EXERCISE REQUIREMENTS - State the number of lines in the records that contain "server", with no other words.

MATERIAL SHOWN -
--*--

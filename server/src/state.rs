// SPDX-FileCopyrightText: 2023 Phoenix R&D GmbH <hello@phnx.im>
//
// SPDX-License-Identifier: AGPL-3.0-or-later

//! Process-wide `actix_web::web::Data` handed to every handler: the shared
//! core services (§4) plus the configuration they were built from.

use std::sync::Arc;

use vaultsync_core::config::Settings;
use vaultsync_core::connection::Core;
use vaultsync_core::crypto::KeyAgreement;
use vaultsync_core::store::StoreAdapter;

pub struct AppState<S: StoreAdapter, K: KeyAgreement> {
    pub core: Arc<Core<S, K>>,
    pub settings: Settings,
}
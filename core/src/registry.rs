// SPDX-FileCopyrightText: 2023 Phoenix R&D GmbH <hello@phnx.im>
//
// SPDX-License-Identifier: AGPL-3.0-or-later

//! The session registry (§4.2): a process-local index from user identity to
//! the set of live connections for that user. Grounded in the teacher's
//! `server/src/ws/dispatch.rs` `Dispatch` struct, generalized from a
//! single-client-per-queue map to a per-user set of connections with
//! client-id supersession.

use std::collections::HashMap;
use std::sync::atomic::{AtomicU64, Ordering};
use std::sync::Arc;

use tokio::sync::{mpsc, RwLock};

use crate::identifiers::{ClientId, ConnectionId, UserId};

/// Why a connection was closed by the server, rather than by the client.
#[derive(Clone, Copy, Debug, PartialEq, Eq)]
pub enum CloseReason {
    Superseded,
    AuthFailed,
    MessageTooLarge,
    HeartbeatTimeout,
    SlowConsumer,
    ClientRequested,
}

/// A handle the registry holds for each live connection: enough to push an
/// outbound frame and to tell it to close. `Msg` is the server's outbound
/// wire-frame type, kept generic so this module has no dependency on the
/// connection/wire layer.
pub struct RegisteredConnection<Msg> {
    pub id: ConnectionId,
    pub user_id: UserId,
    pub client_id: ClientId,
    outbox: mpsc::Sender<Msg>,
    close: mpsc::Sender<CloseReason>,
}

impl<Msg> RegisteredConnection<Msg> {
    /// Best-effort send; a full or closed outbox is reported to the caller
    /// so it can detach the subscription, per §4.5.
    pub fn send(&self, msg: Msg) -> Result<(), ()> {
        self.outbox.try_send(msg).map_err(|_| ())
    }

    pub async fn close(&self, reason: CloseReason) {
        let _ = self.close.send(reason).await;
    }
}

struct UserConnections<Msg> {
    by_client_id: HashMap<ClientId, Arc<RegisteredConnection<Msg>>>,
}

impl<Msg> Default for UserConnections<Msg> {
    fn default() -> Self {
        Self {
            by_client_id: HashMap::new(),
        }
    }
}

/// Process-wide registry of live connections, indexed by user.
pub struct SessionRegistry<Msg> {
    next_connection_id: AtomicU64,
    users: RwLock<HashMap<UserId, UserConnections<Msg>>>,
}

impl<Msg> Default for SessionRegistry<Msg> {
    fn default() -> Self {
        Self {
            next_connection_id: AtomicU64::new(1),
            users: RwLock::new(HashMap::new()),
        }
    }
}

impl<Msg> SessionRegistry<Msg> {
    pub fn new() -> Self {
        Self::default()
    }

    /// Register a new connection for `user_id`/`client_id`. If a connection
    /// with the same `client_id` for the same user is already registered,
    /// it is closed with [`CloseReason::Superseded`] first (§4.2 policy).
    pub async fn register(
        &self,
        user_id: UserId,
        client_id: ClientId,
        outbox: mpsc::Sender<Msg>,
        close: mpsc::Sender<CloseReason>,
    ) -> Arc<RegisteredConnection<Msg>> {
        let id = ConnectionId::new(self.next_connection_id.fetch_add(1, Ordering::Relaxed));
        let connection = Arc::new(RegisteredConnection {
            id,
            user_id,
            client_id: client_id.clone(),
            outbox,
            close,
        });

        let mut users = self.users.write().await;
        let entry = users.entry(user_id).or_default();
        if let Some(superseded) = entry.by_client_id.insert(client_id, connection.clone()) {
            // Close outside the registry lock is unnecessary here since
            // `close` only enqueues onto a channel; this keeps the critical
            // section tiny regardless.
            drop(users);
            superseded.close(CloseReason::Superseded).await;
        }
        connection
    }

    /// Idempotent removal; closing twice or closing an already-superseded
    /// connection is a no-op.
    pub async fn deregister(&self, user_id: UserId, client_id: &ClientId, id: ConnectionId) {
        let mut users = self.users.write().await;
        if let Some(entry) = users.get_mut(&user_id) {
            if matches!(entry.by_client_id.get(client_id), Some(c) if c.id == id) {
                entry.by_client_id.remove(client_id);
            }
            if entry.by_client_id.is_empty() {
                users.remove(&user_id);
            }
        }
    }

    /// A consistent snapshot of a user's live connections.
    pub async fn for_user(&self, user_id: UserId) -> Vec<Arc<RegisteredConnection<Msg>>> {
        let users = self.users.read().await;
        users
            .get(&user_id)
            .map(|entry| entry.by_client_id.values().cloned().collect())
            .unwrap_or_default()
    }

    pub async fn connection_count(&self) -> usize {
        let users = self.users.read().await;
        users.values().map(|e| e.by_client_id.len()).sum()
    }
}

impl<Msg: Clone> SessionRegistry<Msg> {
    /// Snapshot the user's connections under a short lock, then send
    /// outside it (§4.2 concurrency note).
    pub async fn broadcast(&self, user_id: UserId, msg: Msg) {
        let targets = self.for_user(user_id).await;
        for connection in targets {
            let _ = connection.send(msg.clone());
        }
    }
}

#[cfg(test)]
mod tests {
    use super::*;

    fn channels() -> (mpsc::Sender<u8>, mpsc::Receiver<u8>, mpsc::Sender<CloseReason>, mpsc::Receiver<CloseReason>) {
        let (tx, rx) = mpsc::channel(8);
        let (ctx, crx) = mpsc::channel(8);
        (tx, rx, ctx, crx)
    }

    #[tokio::test]
    async fn register_then_for_user_returns_the_connection() {
        let registry: SessionRegistry<u8> = SessionRegistry::new();
        let user = UserId::random();
        let (tx, _rx, ctx, _crx) = channels();
        registry
            .register(user, ClientId::new("device-1"), tx, ctx)
            .await;
        let conns = registry.for_user(user).await;
        assert_eq!(conns.len(), 1);
    }

    #[tokio::test]
    async fn colliding_client_id_supersedes_the_earlier_connection() {
        let registry: SessionRegistry<u8> = SessionRegistry::new();
        let user = UserId::random();
        let (tx1, _rx1, ctx1, mut crx1) = channels();
        let (tx2, _rx2, ctx2, _crx2) = channels();

        registry
            .register(user, ClientId::new("device-1"), tx1, ctx1)
            .await;
        registry
            .register(user, ClientId::new("device-1"), tx2, ctx2)
            .await;

        let reason = crx1.recv().await.unwrap();
        assert_eq!(reason, CloseReason::Superseded);
        assert_eq!(registry.for_user(user).await.len(), 1);
    }

    #[tokio::test]
    async fn different_client_ids_coexist() {
        let registry: SessionRegistry<u8> = SessionRegistry::new();
        let user = UserId::random();
        let (tx1, _rx1, ctx1, _crx1) = channels();
        let (tx2, _rx2, ctx2, _crx2) = channels();

        registry
            .register(user, ClientId::new("device-1"), tx1, ctx1)
            .await;
        registry
            .register(user, ClientId::new("device-2"), tx2, ctx2)
            .await;

        assert_eq!(registry.for_user(user).await.len(), 2);
    }

    #[tokio::test]
    async fn deregister_is_idempotent() {
        let registry: SessionRegistry<u8> = SessionRegistry::new();
        let user = UserId::random();
        let (tx, _rx, ctx, _crx) = channels();
        let client_id = ClientId::new("device-1");
        let conn = registry.register(user, client_id.clone(), tx, ctx).await;

        registry.deregister(user, &client_id, conn.id).await;
        registry.deregister(user, &client_id, conn.id).await;
        assert_eq!(registry.for_user(user).await.len(), 0);
    }

    #[tokio::test]
    async fn broadcast_reaches_every_connection_for_the_user() {
        let registry: SessionRegistry<u8> = SessionRegistry::new();
        let user = UserId::random();
        let (tx1, mut rx1, ctx1, _crx1) = channels();
        let (tx2, mut rx2, ctx2, _crx2) = channels();
        registry
            .register(user, ClientId::new("device-1"), tx1, ctx1)
            .await;
        registry
            .register(user, ClientId::new("device-2"), tx2, ctx2)
            .await;

        registry.broadcast(user, 42).await;
        assert_eq!(rx1.recv().await, Some(42));
        assert_eq!(rx2.recv().await, Some(42));
    }
}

--*--

THE ANSWER - 4